It is clear that not everything is so simple ...

Laboratory of Parallel Information Technologies, Research and Development Center of Moscow State University

Send your good work in the knowledge base is simple. Use the form below

Good work to site">

Students, graduate students, young scientists who use the knowledge base in their studies and work will be very grateful to you.

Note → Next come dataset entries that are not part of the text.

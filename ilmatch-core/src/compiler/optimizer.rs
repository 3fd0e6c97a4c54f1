use alloc::vec::Vec;

use crate::{
    pattern::{
        ExpressionPattern,
        OwnedExpressionPattern,
    },
    Atom,
};

struct Optimizer<'a> {
    pattern: &'a dyn ExpressionPattern,
    atoms: Vec<Atom>,
}

impl<'a> Optimizer<'a> {
    pub fn new(pattern: &'a dyn ExpressionPattern) -> Self {
        Self {
            pattern,
            atoms: pattern.atoms().to_vec(),
        }
    }

    pub fn optimize(mut self) -> OwnedExpressionPattern {
        while self.atoms.len() > 1 {
            if self.join_literals() {
                continue;
            }

            /* finished optimizing */
            break;
        }

        OwnedExpressionPattern::new(
            self.atoms,
            self.pattern.literal_text().into(),
            self.pattern.source().into(),
        )
    }

    fn iter_merge_pair(&mut self, merger: impl Fn(&Atom, &Atom) -> Option<Atom>) -> bool {
        let mut updated = false;
        let mut index = 0;
        while index + 1 < self.atoms.len() {
            let left = &self.atoms[index];
            let right = &self.atoms[index + 1];

            if let Some(new) = merger(left, right) {
                self.atoms[index] = new;
                self.atoms.remove(index + 1);
                updated = true;
            } else {
                index += 1;
            }
        }

        updated
    }

    fn join_literals(&mut self) -> bool {
        self.iter_merge_pair(|left, right| {
            let Atom::Literal {
                text_start: left_start,
                text_end: left_end,
            } = *left
            else {
                return None;
            };

            let Atom::Literal {
                text_start: right_start,
                text_end: right_end,
            } = *right
            else {
                return None;
            };

            if left_end == right_start {
                Some(Atom::Literal {
                    text_start: left_start,
                    text_end: right_end,
                })
            } else {
                None
            }
        })
    }
}

/// Optimize an [ExpressionPattern] to increase matching performance.  
/// Adjacent literals are joined into a single literal, which also
/// gives the matcher a longer text to search for.
pub fn optimize_pattern(pattern: &dyn ExpressionPattern) -> OwnedExpressionPattern {
    let optimizer = Optimizer::new(pattern);
    optimizer.optimize()
}

#[cfg(test)]
mod test {
    use crate::{
        pattern::{
            ExpressionPattern,
            OwnedExpressionPattern,
        },
        Atom,
    };

    fn test_optimize(input: &[Atom], expected: &[Atom]) {
        println!("Testing: {:?}", input);
        let result = super::optimize_pattern(&OwnedExpressionPattern::new(
            input.to_vec(),
            "ABCDEF".into(),
            "".into(),
        ));
        assert_eq!(result.atoms(), expected);
        println!(" -> success");
    }

    #[test]
    fn test_empty() {
        test_optimize(&[], &[]);
        test_optimize(&[Atom::Capture], &[Atom::Capture]);
    }

    #[test]
    fn test_literals() {
        test_optimize(
            &[
                Atom::Literal {
                    text_start: 0,
                    text_end: 1,
                },
                Atom::Literal {
                    text_start: 1,
                    text_end: 3,
                },
                Atom::Literal {
                    text_start: 3,
                    text_end: 4,
                },
            ],
            &[Atom::Literal {
                text_start: 0,
                text_end: 4,
            }],
        );

        /* non contiguous text must not be joined */
        test_optimize(
            &[
                Atom::Literal {
                    text_start: 0,
                    text_end: 1,
                },
                Atom::Literal {
                    text_start: 2,
                    text_end: 3,
                },
            ],
            &[
                Atom::Literal {
                    text_start: 0,
                    text_end: 1,
                },
                Atom::Literal {
                    text_start: 2,
                    text_end: 3,
                },
            ],
        );
    }

    #[test]
    fn test_wildcard_barrier() {
        test_optimize(
            &[
                Atom::Literal {
                    text_start: 0,
                    text_end: 2,
                },
                Atom::Capture,
                Atom::Literal {
                    text_start: 2,
                    text_end: 3,
                },
                Atom::Literal {
                    text_start: 3,
                    text_end: 5,
                },
                Atom::Wildcard,
            ],
            &[
                Atom::Literal {
                    text_start: 0,
                    text_end: 2,
                },
                Atom::Capture,
                Atom::Literal {
                    text_start: 2,
                    text_end: 5,
                },
                Atom::Wildcard,
            ],
        );
    }

    #[test]
    fn test_compiled_pattern() {
        let pattern = crate::compiler::compile_pattern("F(??, ..)").unwrap();
        assert_eq!(
            pattern.atoms(),
            &[
                Atom::Literal {
                    text_start: 0,
                    text_end: 2
                },
                Atom::Capture,
                Atom::Literal {
                    text_start: 2,
                    text_end: 4
                },
                Atom::Wildcard,
                Atom::Literal {
                    text_start: 4,
                    text_end: 5
                },
            ]
        );
    }
}
use core::{
    ops::Range,
    str::CharIndices,
};

#[derive(Debug, PartialEq, Eq, PartialOrd, Ord, Clone, Copy)]
pub enum Token<'a> {
    /// Literal text (basically the fallback if no other token matched)
    Text(&'a str),

    /// Group open token: "("
    GroupOpen,
    /// Group close token: ")"
    GroupClose,

    /// Non capturing wildcard: ".."
    Wildcard,
    /// Capturing wildcard: "??"
    Capture,
}

pub struct Lexer<'a> {
    input: &'a str,
    iter: CharIndices<'a>,

    token_start: usize,
}

impl<'a> Lexer<'a> {
    pub fn new(input: &'a str) -> Self {
        Self {
            input,
            iter: input.char_indices(),

            token_start: 0,
        }
    }

    pub fn token_range(&self) -> Range<usize> {
        self.token_start..self.iter.offset()
    }

    /// Get the marker token starting with `value` if it is followed by the same character
    fn marker_to_token(value: char, next: Option<char>) -> Option<Token<'a>> {
        Some(match (value, next) {
            ('.', Some('.')) => Token::Wildcard,
            ('?', Some('?')) => Token::Capture,
            _ => return None,
        })
    }

    /// Returns true if a new token starts at the current iterator position
    fn is_token_start(&self) -> bool {
        let mut lookahead = self.iter.clone();
        let Some((_, value)) = lookahead.next() else {
            return true;
        };

        if matches!(value, '(' | ')') {
            return true;
        }

        let next = lookahead.next().map(|(_, v)| v);
        Self::marker_to_token(value, next).is_some()
    }

    pub fn next_token(&mut self) -> Option<Token<'a>> {
        let (token_pos, token) = self.iter.next()?;
        self.token_start = token_pos;

        match token {
            '(' => return Some(Token::GroupOpen),
            ')' => return Some(Token::GroupClose),
            _ => {}
        }

        let next = self.iter.clone().next().map(|(_, v)| v);
        if let Some(marker) = Self::marker_to_token(token, next) {
            self.iter.next();
            return Some(marker);
        }

        /* everything else is literal text, whitespaces and line breaks included */
        while !self.is_token_start() {
            self.iter.next();
        }

        Some(Token::Text(&self.input[token_pos..self.iter.offset()]))
    }
}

MINISTRY OF EDUCATION AND SCIENCE OF THE REPUBLIC OF KAZAKHSTAN

North - Kazakhstan State University. M. Kozybayeva

Faculty of Information Technology

Department of Information Systems

Data Parallel Process

Completed by: Makhkambaeva A.S.

Checked by: Kasimov I.R.

Petropavlovsk, 2014

Introduction

In uniprocessor systems, the so-called pseudo-parallelism takes place - although at each moment of time the processor is busy processing one specific task for another, the illusion of parallel execution of several tasks is achieved. In multiprocessor systems, the task of maximizing the use of each specific processor is also solved by switching between processes, but here, along with pseudo-parallelism, there is also real parallelism, when different processes are executed on different processors at the same time.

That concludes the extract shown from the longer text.